人工知能 (AI)が仕事を奪うとは、ここ最近どこでも聞く話です。私の記憶では、オクスフォード大学の研究者が米国で10~20年以内に労働人口の47%が機械に代替されるという論文を出したのが事の発端です。というか探したらネットにありましたね。これ。
上のグラフは論文からの引用ですが、要は左から右に行くほど仕事が機械に取って代わられる可能性が高くなることを意味していて、その主な業種は運送業、製造業、建設業、事務作業、営業だと言ってるわけです。
この論文で対象としているのは米国の労働者です。産業構造が違えば失業しやすい職の人の数も違うのでこの結果を日本にそのままあてはめるわけにはいきませんが、少なくとも10~20年以内に多くの人が職を機会に奪われるという結論に変わりはないでしょう。
この論文が出たのが2013年9月です。今日時点でちょうど7年経っているんですが、人工知能に職を奪われたと言う人っているんでしょうか?
そして、ここ2~3年以内に機械に仕事を奪われることを実体験として感じてる人ってどれくらいいるんでしょうか?
ここで言っている「実体験」とは、例えば経営者が作業自動化のソフトを導入するとか、製造ラインの自動化をするとかで、従業員を解雇したり新卒の募集人数を減らしたりしている、自分も職を失いそう、などの具体的な体験です。
私の個人的な仕事の話をすれば、私が今の会社に入社してからRPAなどを使って業務が効率化してきたなと感じることがありますが、それでも作業の機械化で仕事を失った人なんて見たことも聞いたこともないんです。なんなんでしょう、私の住む世界と世間のギャップは?

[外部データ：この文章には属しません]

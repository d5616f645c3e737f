//! kcache key model
//!
//! Identity and payload types for compiled kernels:
//! - [`CacheKey`]: the composite primary key of every cache tier
//! - [`GeneratorSignature`]: 32-byte content hash of everything that shapes the
//!   generated source
//! - [`CodeObject`]: the opaque compiled binary

pub mod code_object;
pub mod key;
pub mod signature;

pub use code_object::CodeObject;
pub use key::CacheKey;
pub use signature::{GeneratorSignature, SignatureBuilder, SignatureError, SIGNATURE_LEN};
//! Request and response types for the auth API

use serde::{Deserialize, Serialize};

/// Identity of the signed-in user as reported by the login endpoint.
///
/// Fields the client does not know about are carried through untouched so
/// they survive a persist/restore cycle.
#[derive(Debug, Clone, Default, PartialEq, Serialize, Deserialize)]
pub struct UserIdentity {
    #[serde(default, skip_serializing_if = "Option::is_none")]
    pub id: Option<u64>,
    #[serde(default, skip_serializing_if = "Option::is_none")]
    pub username: Option<String>,
    #[serde(default, skip_serializing_if = "Option::is_none")]
    pub email: Option<String>,
    #[serde(flatten)]
    pub extra: serde_json::Map<String, serde_json::Value>,
}

impl UserIdentity {
    /// Name to show for this user
    pub fn display_name(&self) -> &str {
        self.username.as_deref().unwrap_or("User")
    }
}

/// Login request body
#[derive(Debug, Clone, Serialize, Deserialize)]
pub struct LoginCredentials {
    pub username: String,
    pub password: String,
}

/// Login response body
#[derive(Debug, Clone, Serialize, Deserialize)]
pub struct LoginResponse {
    pub access: String,
    pub refresh: String,
    #[serde(default)]
    pub user: Option<UserIdentity>,
}

/// Registration request body
#[derive(Debug, Clone, Serialize, Deserialize)]
pub struct RegistrationProfile {
    pub username: String,
    pub email: String,
    pub password: String,
    pub password_confirmation: String,
}

/// Refresh request body
#[derive(Debug, Clone, Serialize, Deserialize)]
pub struct RefreshRequest {
    pub refresh: String,
}

/// Refresh response body. Servers that rotate refresh tokens also return
/// a new `refresh` value.
#[derive(Debug, Clone, Serialize, Deserialize)]
pub struct RefreshResponse {
    pub access: String,
    #[serde(default)]
    pub refresh: Option<String>,
}
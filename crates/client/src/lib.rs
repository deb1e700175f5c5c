//! SessionGate client
//!
//! Holds an access/refresh token pair, attaches the access token to every
//! outbound call, and when a call is rejected with an expired credential
//! refreshes the session once and replays every call that failed while the
//! refresh was in flight.
//!
//! ```no_run
//! use sessiongate_client::{AuthClient, LoginCredentials, storage::MemoryStorage};
//!
//! # async fn run() -> Result<(), sessiongate_client::ClientError> {
//! let client = AuthClient::builder()
//!     .base_url("http://127.0.0.1:8000/api")
//!     .storage(MemoryStorage::new())
//!     .build()?;
//! client.restore_from_persistence();
//!
//! client
//!     .login(&LoginCredentials {
//!         username: "alice".into(),
//!         password: "correct horse".into(),
//!     })
//!     .await?;
//!
//! let plans: serde_json::Value = client.get("/plans/").await?;
//! # let _ = plans;
//! # Ok(())
//! # }
//! ```

mod auth;
pub mod client;
pub mod config;
pub mod dispatcher;
pub mod error;
pub mod messages;
pub mod refresh;
pub mod storage;
pub mod store;
pub mod types;

pub use client::{AuthClient, AuthClientBuilder};
pub use config::{AuthDefaults, ClientConfig, EndpointConfig};
pub use dispatcher::{ApiRequest, ApiResponse};
pub use error::{ClientError, ErrorPayload, RefreshFailure};
pub use storage::{SessionStorage, StorageError};
pub use store::{SessionRecord, SessionStore};
pub use types::{LoginCredentials, RegistrationProfile, UserIdentity};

まさか、オクスフォード大の論文出版に便乗して「AIが仕事を奪うぞ」と煽りまくっている人たちがいるのでしょうか?
その可能性が髙そうです ww
私は「AIが人から仕事を奪う」という現象はある時点でいきなり起きるのではなく、漸近的に起きると思っています。
例えば事務作業は自動化が一番しやすい作業だと思いますが、ではどこかのIT企業が事務作業を簡単にするソフトウェアなりを販売して、それを買った企業はいきなりそれを駆使してそれまでいた事務員たちを速攻でサヨナラできるのか?
私はそんなことはないと思っていて、結局はそれを使いこなせるようになるまで時間がかかる、さらにそのソフトウェアを動かして作業する事務員はやはり必要だから、いきなり大量の人が職を失うとは言えないと思います。
事務作業の他に営業職や製造業、運送業も挙げていますが、これも同様です。むしろ自動化の難易度はグッとがあがるでしょう。特に運送業に関していうと、自動運転車が開発されてきているからと言って、ド田舎ならともかく大都会で乗りまわせるようになるには、更なる技術の向上や法の改正が伴うわけです。そして法の改正はとてつもなく時間がかかる。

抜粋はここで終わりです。